VIDALINA

Vidalina

Navarrete William

Collas

  • par (Libraire)
    20 août 2019

    « Vidalina », titre du dernier roman de William Navarrete, auteur cubain résidant en France, est aussi le prénom de cette femme prise dans le « siège insondable de l’histoire » de Cuba. Vidalina est l’arrière-grand-mère d’Elba, qui tente de quitter l’île pour rejoindre ses enfants exilés aux Amériques. Nous sommes en 2006. Pour quitter La Havane, Elba veut profiter d’une loi surnommée « loi de récupération de la mémoire historique » qui permet de récupérer la nationalité de ses parents ou grands-parents de nationalité espagnole et ainsi quitter le pays.

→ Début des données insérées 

//! Compile-time registry of backend factories.

use crate::scm::{
    domain::PluginOptions,
    ports::{Scm, ScmResult},
};
use std::collections::HashMap;
use std::fmt;
use std::sync::Arc;

/// Plugin name that would alias the router itself.
pub const RESERVED_PLUGIN_NAME: &str = "router";

/// Constructs a backend from its merged options.
///
/// A returned error is a fatal configuration problem, not a skipped plugin.
pub type ScmFactory = Arc<dyn Fn(&PluginOptions) -> ScmResult<Arc<dyn Scm>> + Send + Sync>;

/// Maps plugin names to the factories that build them.
#[derive(Clone, Default)]
pub struct PluginCatalog {
    factories: HashMap<String, ScmFactory>,
}

impl PluginCatalog {
    /// Creates an empty catalog.
    #[must_use]
    pub fn new() -> Self {
        Self::default()
    }

    /// Registers a factory under `plugin`, replacing any previous one.
    #[must_use]
    pub fn with_plugin<F>(mut self, plugin: impl Into<String>, factory: F) -> Self
    where
        F: Fn(&PluginOptions) -> ScmResult<Arc<dyn Scm>> + Send + Sync + 'static,
    {
        self.factories.insert(plugin.into(), Arc::new(factory));
        self
    }

    /// Returns the factory for `plugin`.
    #[must_use]
    pub fn factory(&self, plugin: &str) -> Option<&ScmFactory> {
        self.factories.get(plugin)
    }

    /// Returns registered plugin names, sorted.
    #[must_use]
    pub fn plugins(&self) -> Vec<&str> {
        let mut names: Vec<&str> = self.factories.keys().map(String::as_str).collect();
        names.sort_unstable();
        names
    }
}

impl fmt::Debug for PluginCatalog {
    fn fmt(&self, f: &mut fmt::Formatter<'_>) -> fmt::Result {
        f.debug_struct("PluginCatalog")
            .field("plugins", &self.plugins())
            .finish()
    }
}
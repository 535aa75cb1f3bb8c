//! Tests for per-context dispatch through a router of in-memory backends.

use super::helpers::{Fleet, GITHUB, GITLAB, HEAD, REPO, fleet};
use rstest::rstest;
use scm_router::scm::{
    domain::{
        BuildStatus, CommitStatusRequest, ContextRequest, FileRequest, HookType, OpenPrRequest,
        PrCommentRequest, PrFile, WebhookHeaders, WebhookPayload,
    },
    ports::{Scm, ScmError},
};
use serde_json::json;

#[rstest]
#[tokio::test(flavor = "multi_thread")]
async fn calls_reach_only_the_addressed_backend(fleet: Fleet) {
    fleet
        .gitlab
        .put_file(REPO, "main", "screwdriver.yaml", "jobs: {}")
        .expect("file should be stored");

    let content = fleet
        .router
        .file(&FileRequest {
            scm_context: Some(GITLAB.to_owned()),
            scm_uri: "gitlab.test:acme/widgets:main".to_owned(),
            token: "alice".to_owned(),
            path: "screwdriver.yaml".to_owned(),
            ref_name: None,
        })
        .await
        .expect("file should be read");

    assert_eq!(content, "jobs: {}");
    assert_eq!(fleet.gitlab.calls_to("file").len(), 1);
    assert!(fleet.github.calls_to("file").is_empty());
}

#[rstest]
#[tokio::test(flavor = "multi_thread")]
async fn pull_request_workflow_runs_against_one_backend(fleet: Fleet) {
    let opened = fleet
        .router
        .open_pr(&OpenPrRequest {
            scm_context: Some(GITHUB.to_owned()),
            checkout_url: "https://github.test/acme/widgets.git".to_owned(),
            token: "alice".to_owned(),
            files: vec![PrFile {
                name: "CHANGELOG.md".to_owned(),
                content: "## 1.0.0".to_owned(),
            }],
            title: "Release 1.0.0".to_owned(),
            message: "release".to_owned(),
        })
        .await
        .expect("pull request should open");

    let comment = fleet
        .router
        .add_pr_comment(&PrCommentRequest {
            scm_context: Some(GITHUB.to_owned()),
            scm_uri: "github.test:acme/widgets:main".to_owned(),
            token: "alice".to_owned(),
            pr_num: opened.number,
            comment: "Build passed".to_owned(),
        })
        .await
        .expect("comment should be added");
    fleet
        .router
        .update_commit_status(&CommitStatusRequest {
            scm_context: Some(GITHUB.to_owned()),
            scm_uri: "github.test:acme/widgets:main".to_owned(),
            token: "alice".to_owned(),
            sha: opened.sha.clone(),
            build_status: BuildStatus::Success,
            job_name: "main".to_owned(),
            url: "https://cd.acme.test/builds/1".to_owned(),
            description: None,
        })
        .await
        .expect("status should be recorded");

    assert!(comment.is_some());
    assert_eq!(fleet.github.comments().len(), 1);
    assert_eq!(fleet.github.commit_statuses().len(), 1);
    assert!(fleet.gitlab.calls().is_empty());
}

#[rstest]
fn backend_failure_surfaces_through_the_router(fleet: Fleet) {
    fleet
        .github
        .fail_on("display_name", ScmError::provider(503, "maintenance"));

    let failed = fleet.router.display_name(&ContextRequest::new(GITHUB));
    let healthy = fleet.router.display_name(&ContextRequest::new(GITLAB));

    assert!(matches!(failed, Err(ScmError::Provider { status: 503, .. })));
    assert_eq!(healthy.expect("gitlab should answer"), "gitlab.test (memory)");
}

#[rstest]
#[tokio::test(flavor = "multi_thread")]
async fn webhook_is_parsed_by_the_backend_that_claims_it(fleet: Fleet) {
    let headers = WebhookHeaders::new()
        .with("X-GitLab-Event", "repo")
        .with("x-memory-delivery", "delivery-9");
    let payload = WebhookPayload::from_json(&json!({
        "repository": REPO,
        "branch": "main",
        "sha": HEAD,
        "username": "alice"
    }));

    let hook = fleet
        .router
        .parse_hook(&headers, &payload)
        .await
        .expect("webhook should be routed")
        .expect("push events produce a hook");

    assert_eq!(hook.scm_context.as_str(), GITLAB);
    assert_eq!(hook.hook_type, HookType::Repo);
    assert_eq!(fleet.github.calls_to("can_handle_webhook").len(), 1);
    assert!(fleet.github.calls_to("parse_hook").is_empty());
    assert_eq!(fleet.gitlab.calls_to("parse_hook").len(), 1);
}

#[rstest]
#[tokio::test(flavor = "multi_thread")]
async fn webhook_without_known_event_header_is_rejected(fleet: Fleet) {
    let headers = WebhookHeaders::new().with("x-bitbucket-event", "repo");
    let payload = WebhookPayload::from_json(&json!({ "repository": REPO }));

    let claimed = fleet
        .router
        .can_handle_webhook(&headers, &payload)
        .await
        .expect("classification should not fail");
    let parsed = fleet.router.parse_hook(&headers, &payload).await;

    assert!(!claimed);
    assert!(matches!(parsed, Err(ScmError::NoWebhookHandler)));
}

#[rstest]
fn hostname_resolves_to_the_serving_backend(fleet: Fleet) {
    let resolved = fleet
        .router
        .scm_context_for_hostname("gitlab.test")
        .expect("hostname should resolve");

    assert_eq!(resolved, GITLAB);
}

Cette loi est pour l’auteur un prétexte à remonter le fil de « son » histoire à travers plusieurs générations d’hommes et de femmes, de 1868 à 2010. On alterne ainsi les chapitres du roman d’une époque à l’autre.
    Vidalina Ochoa Tamano avait été bannie et déportée sur l’île des Pins en 1868 où « d’après la rumeur, elle avait tué un officier espagnol ». Etait-ce la véritable raison de ce bannissement ? Y-avait-il une autre raison ? « En tout cas, elle n’avait pas dû être une femme ordinaire, plutôt une héroïne parmi les milliers d’autres que les guerres ont anéanties sans que personne ne les rachète jamais, l’une des milliers de femmes dévouées que l’histoire a effacées comme si elles n’avaient jamais existé… »
    L’auteur redonne vie à l’ensemble de ces femmes d’origines cubaines qui ont mené le combat contre les guerres et les oppresseurs (d’Espagne et des Amériques). La vie n’est pas un long fleuve tranquille, là non plus … mais William Navarrete sait donner à ses personnages, aux lieux qu’il décrit (La Havane, Holguín, ville de naissance de Vidalina, Las Tunas et sa légende du chevalier décapité, Nueva Gerona, Cirat, Miami ...) une force et une humanité incroyable. Délectons nous aussi de quelques spécialités cubaines parsemées ici et là comme ces raviolis fourrés à la viande hachée et aux bananes plantain sur un lit de haricots noirs à la crème à s’en lécher les doigts.